In the Tokio documentation we have this snippet:
extern crate tokio;
extern crate futures;
use futures::future::lazy;
tokio::run(lazy(|| {
for i in 0..4 {
tokio::spawn(lazy(move || {
println!("Hello from task {}", i);
Ok(())
}));
}
Ok(())
}));
The explanation for this is:
The lazy function runs the closure the first time the future is polled. It is used here to ensure that tokio::spawn is called from a task. Without lazy, tokio::spawn would be called from outside the context of a task, which results in an error.
I'm not sure I understand this precisely, despite having some familiarity with Tokio. It seems that these two lazy have slightly different roles, and that this explanation only applies to the first one. Isn't the second call to lazy (inside the for loop) just here to convert the closure into a future?

The purpose of lazy is covered by the documentation for lazy:
Creates a new future which will eventually be the same as the one created by the closure provided.
The provided closure is only run once the future has a callback scheduled on it, otherwise the callback never runs. Once run, however, this future is the same as the one the closure creates.

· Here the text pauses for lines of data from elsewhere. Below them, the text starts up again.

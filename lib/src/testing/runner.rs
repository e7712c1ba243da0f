use super::TestResult;
use crate::{klog_debug, klog_info};

/// Run one scenario, logging its name and outcome.
pub fn run_single_test(name: &str, test: impl FnOnce() -> TestResult) -> TestResult {
    klog_debug!("TEST: {} ...", name);
    let result = test();
    match result {
        TestResult::Pass => klog_debug!("TEST: {} passed", name),
        TestResult::Skipped => klog_info!("TEST: {} skipped", name),
        TestResult::Fail => klog_info!("TEST: {} FAILED", name),
    }
    result
}
//! Scheduler logging subsystem.
//!
//! All log output funnels through a single **backend** function pointer.
//! Until a backend is registered, log lines are filtered and then dropped:
//! the scheduler core has no console of its own. Whoever embeds the core
//! (a kernel serial driver, a host test binary) registers a backend once and
//! every subsequent line goes through it.
//!
//! # Backend contract
//!
//! The backend receives the pre-formatted arguments for a **single log line**
//! and is responsible for:
//!
//! 1. Writing the formatted text **atomically** (no interleaving from other
//!    CPUs or threads).
//! 2. Appending a trailing newline after the text.
//!
//! # Registration
//!
//! ```ignore
//! fn host_backend(args: core::fmt::Arguments<'_>) {
//!     std::eprintln!("{}", args);
//! }
//! coreslice_lib::klog::klog_register_backend(host_backend);
//! ```

use core::fmt;
use core::sync::atomic::{AtomicPtr, AtomicU8, Ordering};

// ---------------------------------------------------------------------------
// Log levels
// ---------------------------------------------------------------------------

#[repr(C)]
#[derive(Clone, Copy, Debug, PartialEq, Eq, PartialOrd, Ord)]
pub enum KlogLevel {
    Error = 0,
    Warn = 1,
    Info = 2,
    Debug = 3,
    Trace = 4,
}

impl KlogLevel {
    fn from_raw(raw: u8) -> Self {
        match raw {
            0 => KlogLevel::Error,
            1 => KlogLevel::Warn,
            2 => KlogLevel::Info,
            3 => KlogLevel::Debug,
            _ => KlogLevel::Trace,
        }
    }
}

impl core::str::FromStr for KlogLevel {
    type Err = ();

    fn from_str(value: &str) -> Result<Self, Self::Err> {
        if value.eq_ignore_ascii_case("error") {
            Ok(KlogLevel::Error)
        } else if value.eq_ignore_ascii_case("warn") {
            Ok(KlogLevel::Warn)
        } else if value.eq_ignore_ascii_case("info") {
            Ok(KlogLevel::Info)
        } else if value.eq_ignore_ascii_case("debug") {
            Ok(KlogLevel::Debug)
        } else if value.eq_ignore_ascii_case("trace") {
            Ok(KlogLevel::Trace)
        } else {
            Err(())
        }
    }
}

static CURRENT_LEVEL: AtomicU8 = AtomicU8::new(KlogLevel::Info as u8);

#[inline(always)]
fn is_enabled(level: KlogLevel) -> bool {
    level as u8 <= CURRENT_LEVEL.load(Ordering::Relaxed)
}

// ---------------------------------------------------------------------------
// Backend dispatch
// ---------------------------------------------------------------------------

/// Signature of a klog backend.
///
/// The backend must write the formatted text **and** a trailing newline,
/// all under a single lock acquisition (if applicable) so that log lines
/// from different CPUs do not interleave.
pub type KlogBackend = fn(fmt::Arguments<'_>);

/// Stored as a raw pointer; `null` means "no backend, drop the line".
static BACKEND: AtomicPtr<()> = AtomicPtr::new(core::ptr::null_mut());

#[inline]
fn dispatch(args: fmt::Arguments<'_>) {
    let ptr = BACKEND.load(Ordering::Acquire);
    if ptr.is_null() {
        return;
    }
    // SAFETY: `klog_register_backend` only stores valid `KlogBackend` fn
    // pointers, which have the same size as `*mut ()`.
    let backend: KlogBackend = unsafe { core::mem::transmute::<*mut (), KlogBackend>(ptr) };
    backend(args);
}

// ---------------------------------------------------------------------------
// Public API
// ---------------------------------------------------------------------------

/// Register the backend that receives every enabled log line.
pub fn klog_register_backend(backend: KlogBackend) {
    BACKEND.store(backend as *mut (), Ordering::Release);
}

pub fn klog_has_backend() -> bool {
    !BACKEND.load(Ordering::Acquire).is_null()
}

/// Reset klog to its default level.
pub fn klog_init() {
    CURRENT_LEVEL.store(KlogLevel::Info as u8, Ordering::Relaxed);
}

pub fn klog_set_level(level: KlogLevel) {
    CURRENT_LEVEL.store(level as u8, Ordering::Relaxed);
}

pub fn klog_get_level() -> KlogLevel {
    KlogLevel::from_raw(CURRENT_LEVEL.load(Ordering::Relaxed))
}

pub fn klog_is_enabled(level: KlogLevel) -> bool {
    is_enabled(level)
}

/// Emit a formatted log line at the given level.
///
/// The backend appends a trailing newline; callers should **not** include
/// one in their format string.
pub fn log_args(level: KlogLevel, args: fmt::Arguments<'_>) {
    if !is_enabled(level) {
        return;
    }
    dispatch(args);
}

// ---------------------------------------------------------------------------
// Macros
// ---------------------------------------------------------------------------

#[macro_export]
macro_rules! klog {
    ($level:expr, $($arg:tt)*) => {{
        $crate::klog::log_args($level, ::core::format_args!($($arg)*));
    }};
}

#[macro_export]
macro_rules! klog_error {
    ($($arg:tt)*) => {
        $crate::klog::log_args($crate::klog::KlogLevel::Error, ::core::format_args!($($arg)*))
    };
}

#[macro_export]
macro_rules! klog_warn {
    ($($arg:tt)*) => {
        $crate::klog::log_args($crate::klog::KlogLevel::Warn, ::core::format_args!($($arg)*))
    };
}

#[macro_export]
macro_rules! klog_info {
    ($($arg:tt)*) => {
        $crate::klog::log_args($crate::klog::KlogLevel::Info, ::core::format_args!($($arg)*))
    };
}

#[macro_export]
macro_rules! klog_debug {
    ($($arg:tt)*) => {
        $crate::klog::log_args($crate::klog::KlogLevel::Debug, ::core::format_args!($($arg)*))
    };
}

#[macro_export]
macro_rules! klog_trace {
    ($($arg:tt)*) => {
        $crate::klog::log_args($crate::klog::KlogLevel::Trace, ::core::format_args!($($arg)*))
    };
}

#[cfg(test)]
mod tests {
    use super::*;

    #[test]
    fn level_names_parse() {
        assert_eq!("DEBUG".parse::<KlogLevel>(), Ok(KlogLevel::Debug));
        assert_eq!("warn".parse::<KlogLevel>(), Ok(KlogLevel::Warn));
        assert_eq!("loud".parse::<KlogLevel>(), Err(()));
    }

    #[test]
    fn level_ordering_matches_filtering() {
        assert!(KlogLevel::Error < KlogLevel::Info);
        assert!(KlogLevel::Trace > KlogLevel::Debug);
        assert_eq!(KlogLevel::from_raw(9), KlogLevel::Trace);
    }
}
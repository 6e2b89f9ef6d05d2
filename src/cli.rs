//! Command-line interface definitions for dental_ai_news.
//!
//! No argument is required: a bare invocation runs the built-in
//! configuration and reads the API key from `NEWS_API_KEY`.

use chrono::NaiveDate;
use clap::Parser;

/// Command-line arguments for dental_ai_news.
///
/// # Examples
///
/// ```sh
/// # Defaults: English and Spanish digests under ./noticias
/// NEWS_API_KEY=... dental_ai_news
///
/// # Custom configuration and output root
/// dental_ai_news -c digest.yaml -o ./site/news
///
/// # Regenerate a specific day's file
/// dental_ai_news --date 2025-05-06
/// ```
#[derive(Parser, Debug)]
#[command(author, version, about)]
pub struct Cli {
    /// Optional path to a YAML config file
    #[arg(short, long)]
    pub config: Option<String>,

    /// NewsAPI key
    #[arg(long, env = "NEWS_API_KEY", hide_env_values = true)]
    pub news_api_key: Option<String>,

    /// Root directory for the Markdown digests (overrides the config file)
    #[arg(short, long)]
    pub output_dir: Option<String>,

    /// Digest date in YYYY-MM-DD; defaults to today's local date
    #[arg(long)]
    pub date: Option<NaiveDate>,
}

Like a plain closure, it's used to prevent code from being eagerly evaluated. In synchronous terms, it's the difference between calling a function and calling the closure that the function returned:
fn sync() -> impl FnOnce() {
println!("This is run when the function is called");
|| println!("This is run when the return value is called")
}
fn main() {
let a = sync();
println!("Called the function");
a();
}
And the parallel for futures 0.1:
use futures::{future, Future}; // 0.1.27
fn not_sync() -> impl Future<Item = (), Error = ()> {
println!("This is run when the function is called");
future::lazy(|| {
println!("This is run when the return value is called");
Ok(())
})
}
fn main() {
let a = not_sync();
println!("Called the function");
a.wait().unwrap();
}
With async/await syntax, this function should not be needed anymore:
#![feature(async_await)] // 1.37.0-nightly (2019-06-05)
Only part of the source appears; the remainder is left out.